Conserving and restoring ecosystems benefits the environment by promoting biodiversity—and healthy ecosystems are excellent at producing oxygen and sequestering carbon dioxide. They provide homes for animals and insects, recharge groundwater, replace soil nitrates, and prevent soil erosion, among other benefits.
Platbos Forest is a puzzle because, unlike other indigenous forest remnants, it did not retreat into moist mountain ravines to survive gradual temperature increases over the past centuries. It remains exposed to the seasonal summer winds, has no river and experiences low rainfall. What makes it unique is the mix of tree species in the forest—it does not fit into any of the existing forest categories in South Africa.
To renew and expand the forest, Greenpop and its partners actively plant indigenous seedlings harvested from the forest interior. The harvested seedlings are reared in the forest nursery and replanted two years later following a high-density planting methodology honed over the years.

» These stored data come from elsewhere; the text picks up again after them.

//! Tree persistence and structure tests.
//!
//! Builds a tool with every node kind, customizes each table kind, and
//! checks the JSON shape, lossless reload and sibling naming.

use evo_tool::consts::DEFAULT_DEVICE_STATUS;
use evo_tool::prelude::*;
use serde_json::{Value, json};

struct Press {
    tree: Tree,
    station: NodeId,
    clamp: NodeId,
    valve: NodeId,
    force: NodeId,
}

fn press() -> Press {
    let mut tree = Tree::new();
    let root = tree.root();
    tree.set_attr(root, "background_image", AttrValue::Text("press.png".into()))
        .unwrap();
    let cell = tree
        .add_child(root, NodeData::new(NodeType::System, "Cell"))
        .unwrap();
    let station = tree
        .add_child(cell, NodeData::new(NodeType::System, "Station").with_description("left"))
        .unwrap();
    let clamp = tree
        .add_child(station, NodeData::new(NodeType::Device, "Clamp").at(10.0, 20.0))
        .unwrap();

    let valve = tree
        .add_child(clamp, NodeData::new(NodeType::DigitalOutput, "Valve"))
        .unwrap();
    tree.set_attr(valve, "hal_pin", AttrValue::Text("clamp.valve".into()))
        .unwrap();
    tree.edit_digital_table(valve, |t| {
        t.set_bit_count(2)?;
        t.set_row_name(0, "idle")?;
        t.set_row_name(1, "close")?;
        t.set_row_name(2, "open")?;
        t.set_row_is_used(3, false)
    })
    .unwrap();

    let force = tree
        .add_child(clamp, NodeData::new(NodeType::AnalogInput, "Force"))
        .unwrap();
    tree.set_attr(force, "unit", AttrValue::Text("kN".into())).unwrap();
    tree.set_attr(force, "decimals", AttrValue::Int(1)).unwrap();
    tree.set_attr(force, "calibration_type", AttrValue::Text("table".into()))
        .unwrap();
    tree.edit_calibration(force, |t| {
        t.load(&vec![
            vec![json!("hal_value"), json!("gui_value")],
            vec![json!(0.0), json!(0.0)],
            vec![json!(10.0), json!(50.0)],
            vec![json!(20.0), json!(80.0)],
        ])
    })
    .unwrap();
    tree.edit_analog_states(force, |t| {
        t.set_state_count(2)?;
        t.set_row_name(0, "free")?;
        t.set_row_name(1, "gripping")?;
        t.set_threshold(1, 25.0)
    })
    .unwrap();

    tree.edit_device_table(clamp, |t| {
        t.set_cell(1, DeviceColumn::Status, CellValue::Text("closing".into()))?;
        t.set_cell(1, DeviceColumn::IsWarning, CellValue::Bool(true))?;
        t.set_cell(1, DeviceColumn::WarningTimeout, CellValue::Float(3.0))?;
        t.set_cell(5, DeviceColumn::TriggersAction, CellValue::Bool(true))?;
        t.set_cell(5, DeviceColumn::Action, CellValue::Action(Some("7".into())))
    })
    .unwrap();

    let aux = tree
        .add_child(station, NodeData::new(NodeType::Device, "Aux"))
        .unwrap();
    tree.add_child(aux, NodeData::new(NodeType::DigitalInput, "Present"))
        .unwrap();
    tree.add_child(aux, NodeData::new(NodeType::AnalogOutput, "Speed"))
        .unwrap();

    Press {
        tree,
        station,
        clamp,
        valve,
        force,
    }
}

fn sorted_keys(value: &Value) -> bool {
    let Some(map) = value.as_object() else {
        return false;
    };
    let keys: Vec<_> = map.keys().collect();
    keys.windows(2).all(|w| w[0] < w[1])
        && map["children"]
            .as_array()
            .is_some_and(|c| c.iter().all(sorted_keys))
}

#[test]
fn test_every_node_object_has_sorted_keys() {
    let p = press();
    let value = p.tree.serialize_tree();
    assert!(sorted_keys(&value));
    assert_eq!(value["type_info"], "ToolNode");
    assert_eq!(value["background_image"], "press.png");

    let clamp = &value["children"][0]["children"][0]["children"][0];
    assert_eq!(clamp["type_info"], "DeviceNode");
    assert_eq!(clamp["x"], 10.0);
    let valve = &clamp["children"][0];
    assert_eq!(valve["type_info"], "DigitalOutputNode");
    assert_eq!(valve["hal_pin"], "clamp.valve");
    assert!(valve["digital_state_table"].is_string());
}

#[test]
fn test_reload_equals_original() {
    let p = press();
    for pretty in [true, false] {
        let text = p.tree.to_json_string(pretty).unwrap();
        let loaded = Tree::from_json_str(&text).unwrap();
        assert!(loaded == p.tree);
        assert_eq!(loaded.to_json_string(pretty).unwrap(), text);
    }
}

#[test]
fn test_reload_keeps_device_metadata() {
    let p = press();
    let loaded = Tree::from_json_str(&p.tree.to_json_string(false).unwrap()).unwrap();
    let clamp = loaded.find_by_path("Cell/Station/Clamp").unwrap();
    let table = loaded.device_state_table(clamp).unwrap();
    assert_eq!(table.rows().len(), 6);
    assert_eq!(table.rows()[1].status, "closing");
    assert!(table.rows()[1].is_warning);
    assert_eq!(table.rows()[1].warning_timeout, 3.0);
    assert_eq!(table.rows()[5].action.as_deref(), Some("7"));
    assert_eq!(
        table.rows()[5].state_key,
        vec!["gripping".to_string(), "open".to_string()]
    );
}

#[test]
fn test_reload_keeps_analog_settings() {
    let p = press();
    let loaded = Tree::from_json_str(&p.tree.to_json_string(true).unwrap()).unwrap();
    let force = loaded.find_by_path("Cell/Station/Clamp/Force").unwrap();
    assert_eq!(loaded.get_attr(force, "unit").unwrap(), AttrValue::Text("kN".into()));
    assert_eq!(loaded.get_attr(force, "decimals").unwrap(), AttrValue::Int(1));
    assert_eq!(loaded.calibration_table(force).unwrap().len(), 3);
    assert_eq!(loaded.analog_state_table(force).unwrap().rows()[1].greater_than, Some(25.0));
}

#[test]
fn test_malformed_documents_are_rejected() {
    assert!(Tree::from_json_str("not json").is_err());
    assert!(Tree::load_tree(&json!([])).is_err());
    assert!(Tree::load_tree(&json!({"type_info": "SystemNode", "children": []})).is_err());

    let mut value = press().tree.serialize_tree();
    value["children"][0]["children"][0]["children"][0]["color"] = json!("red");
    assert!(matches!(
        Tree::load_tree(&value),
        Err(ModelError::Attr(AttrError::UnknownKey { .. }))
    ));
}

#[test]
fn test_device_table_with_wrong_row_count_fails_load() {
    let mut value = press().tree.serialize_tree();
    let clamp = &mut value["children"][0]["children"][0]["children"][0];
    let text = clamp["device_state_table"].as_str().unwrap().to_string();
    let mut rows: Vec<Value> = serde_json::from_str(&text).unwrap();
    rows.pop();
    clamp["device_state_table"] = json!(Value::Array(rows).to_string());
    assert!(Tree::load_tree(&value).is_err());
}

#[test]
fn test_sibling_rename_appends_suffix() {
    let mut p = press();
    let name = p.tree.rename(p.force, "Valve").unwrap();
    assert_eq!(name, "Valve_new");

    let extra = p
        .tree
        .add_child(p.clamp, NodeData::new(NodeType::DigitalInput, "Valve"))
        .unwrap();
    assert_eq!(p.tree.node(extra).unwrap().name, "Valve_new_new");

    let names: Vec<_> = p
        .tree
        .children(p.clamp)
        .unwrap()
        .iter()
        .map(|c| p.tree.node(*c).unwrap().name.clone())
        .collect();
    let mut unique = names.clone();
    unique.sort();
    unique.dedup();
    assert_eq!(unique.len(), names.len());
}

#[test]
fn test_rename_reaches_device_header() {
    let mut p = press();
    p.tree.rename(p.valve, "Jaw valve").unwrap();
    let header = p.tree.device_state_table(p.clamp).unwrap().display_header();
    assert_eq!(header[..2], ["Force".to_string(), "Jawvalve".to_string()]);
}

#[test]
fn test_systems_keep_duplicate_names() {
    let mut p = press();
    let cell = p.tree.parent(p.station).unwrap().unwrap();
    let twin = p
        .tree
        .add_child(cell, NodeData::new(NodeType::System, "Station"))
        .unwrap();
    assert_eq!(p.tree.node(twin).unwrap().name, "Station");
}

#[test]
fn test_removing_child_rebuilds_device() {
    let mut p = press();
    assert_eq!(p.tree.device_state_table(p.clamp).unwrap().rows().len(), 6);
    p.tree.remove_child(p.clamp, 1).unwrap();
    assert!(!p.tree.contains(p.force));
    let table = p.tree.device_state_table(p.clamp).unwrap();
    assert_eq!(table.rows().len(), 3);
    assert_eq!(table.rows()[1].status, DEFAULT_DEVICE_STATUS);
}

The methodology aims to achieve a closed canopy as soon as possible.
The 2 609 trees sponsored by Supa Quick this year were propagated and planted in this manner during the 2022 rainy season.

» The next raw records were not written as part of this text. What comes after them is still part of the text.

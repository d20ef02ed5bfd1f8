//! Attribute schemas.
//!
//! Every node kind declares its persisted attributes as a static list of
//! [`AttrDescriptor`]s: key, type, getter and setter. Serialization walks
//! the list, so every declared attribute is written and nothing else is.

use core::fmt;

use serde_json::Value;

use crate::error::{AttrError, TableError};
use crate::tabular::{TabularArray, parse_table_text, table_text};

/// Declared type of an attribute.
#[derive(Debug, Clone, Copy, PartialEq, Eq)]
pub enum AttrType {
    Text,
    Bool,
    Int,
    Float,
    /// Tabular array stored as JSON text.
    Table,
}

impl AttrType {
    /// Description used in type-mismatch errors.
    pub const fn expected(self) -> &'static str {
        match self {
            Self::Text => "a string",
            Self::Bool => "a bool",
            Self::Int => "an integer",
            Self::Float => "a number",
            Self::Table => "a tabular array string",
        }
    }
}

/// Value of one attribute.
#[derive(Debug, Clone, PartialEq)]
pub enum AttrValue {
    Text(String),
    Bool(bool),
    Int(i64),
    Float(f64),
}

impl AttrValue {
    /// JSON form written to the tree file.
    pub fn to_json(&self) -> Value {
        match self {
            Self::Text(s) => Value::from(s.as_str()),
            Self::Bool(b) => Value::from(*b),
            Self::Int(i) => Value::from(*i),
            Self::Float(f) => Value::from(*f),
        }
    }

    /// Read a JSON value as an attribute of type `ty`.
    pub fn from_json(key: &'static str, ty: AttrType, value: &Value) -> Result<Self, AttrError> {
        let mismatch = || AttrError::TypeMismatch {
            key,
            expected: ty.expected(),
        };
        match ty {
            AttrType::Text | AttrType::Table => value
                .as_str()
                .map(|s| Self::Text(s.to_string()))
                .ok_or_else(mismatch),
            AttrType::Bool => value.as_bool().map(Self::Bool).ok_or_else(mismatch),
            AttrType::Int => value.as_i64().map(Self::Int).ok_or_else(mismatch),
            AttrType::Float => value.as_f64().map(Self::Float).ok_or_else(mismatch),
        }
    }

    /// String content, or a type error for `key`.
    pub fn text(self, key: &'static str) -> Result<String, AttrError> {
        match self {
            Self::Text(s) => Ok(s),
            _ => Err(AttrError::TypeMismatch {
                key,
                expected: AttrType::Text.expected(),
            }),
        }
    }

    /// Integer content, or a type error for `key`.
    pub fn int(self, key: &'static str) -> Result<i64, AttrError> {
        match self {
            Self::Int(i) => Ok(i),
            _ => Err(AttrError::TypeMismatch {
                key,
                expected: AttrType::Int.expected(),
            }),
        }
    }

    /// Finite numeric content (integers widen), or an error for `key`.
    pub fn float(self, key: &'static str) -> Result<f64, AttrError> {
        let v = match self {
            Self::Float(f) => f,
            Self::Int(i) => i as f64,
            _ => {
                return Err(AttrError::TypeMismatch {
                    key,
                    expected: AttrType::Float.expected(),
                });
            }
        };
        if !v.is_finite() {
            return Err(AttrError::Invalid {
                key,
                reason: format!("{v} is not finite"),
            });
        }
        Ok(v)
    }

    /// Tabular array carried as JSON text, or an error for `key`.
    pub fn table(self, key: &'static str) -> Result<TabularArray, AttrError> {
        let text = self.text(key).map_err(|_| AttrError::TypeMismatch {
            key,
            expected: AttrType::Table.expected(),
        })?;
        parse_table_text(&text).map_err(|e| AttrError::Table {
            key,
            source: TableError::Schema(e),
        })
    }

    /// Table attribute value from a tabular array.
    pub fn from_table(table: &TabularArray) -> Self {
        Self::Text(table_text(table))
    }
}

impl fmt::Display for AttrValue {
    fn fmt(&self, f: &mut fmt::Formatter<'_>) -> fmt::Result {
        match self {
            Self::Text(s) => write!(f, "{s}"),
            Self::Bool(b) => write!(f, "{b}"),
            Self::Int(i) => write!(f, "{i}"),
            Self::Float(v) => write!(f, "{v}"),
        }
    }
}

/// One declared attribute of `T`.
pub struct AttrDescriptor<T: 'static> {
    /// Persisted key.
    pub key: &'static str,
    /// Declared type.
    pub ty: AttrType,
    /// Read the attribute.
    pub get: fn(&T) -> AttrValue,
    /// Write the attribute; rejects wrong types and invalid values.
    pub set: fn(&mut T, AttrValue) -> Result<(), AttrError>,
}

/// Types with a static attribute schema.
pub trait HasSchema: Sized + 'static {
    /// Declared attributes, sorted by key.
    const SCHEMA: &'static [AttrDescriptor<Self>];

    /// Descriptor of `key`.
    fn descriptor(key: &str) -> Option<&'static AttrDescriptor<Self>> {
        Self::SCHEMA.iter().find(|d| d.key == key)
    }

    /// Read `key`, `None` if undeclared.
    fn get_attr(&self, key: &str) -> Option<AttrValue> {
        Self::descriptor(key).map(|d| (d.get)(self))
    }

    /// Write `key`, `None` if undeclared.
    fn set_attr(&mut self, key: &str, value: AttrValue) -> Option<Result<(), AttrError>> {
        Self::descriptor(key).map(|d| (d.set)(self, value))
    }

    /// Declared keys with their types.
    fn declared() -> Vec<(&'static str, AttrType)> {
        Self::SCHEMA.iter().map(|d| (d.key, d.ty)).collect()
    }
}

The active planting project is supported by ongoing efforts to remove or control alien vegetation in the area to reduce fire risk.
“In the 20-plus years the project has been in existence, we have also created a number of semi-permanent jobs in the forest restoration sector, which have revitalised local communities,” says Carla Wessels, Partnerships and Communications Manager, Greenpop Foundation. “Platbos is a unique part of South Africa’s natural heritage and, of course, plays a role in mitigating climate change.
“We could not do this work without generous sponsors like Supa Quick; 2 609 trees are a substantial addition to this forest and will make significant impact on its preservation and expansion.”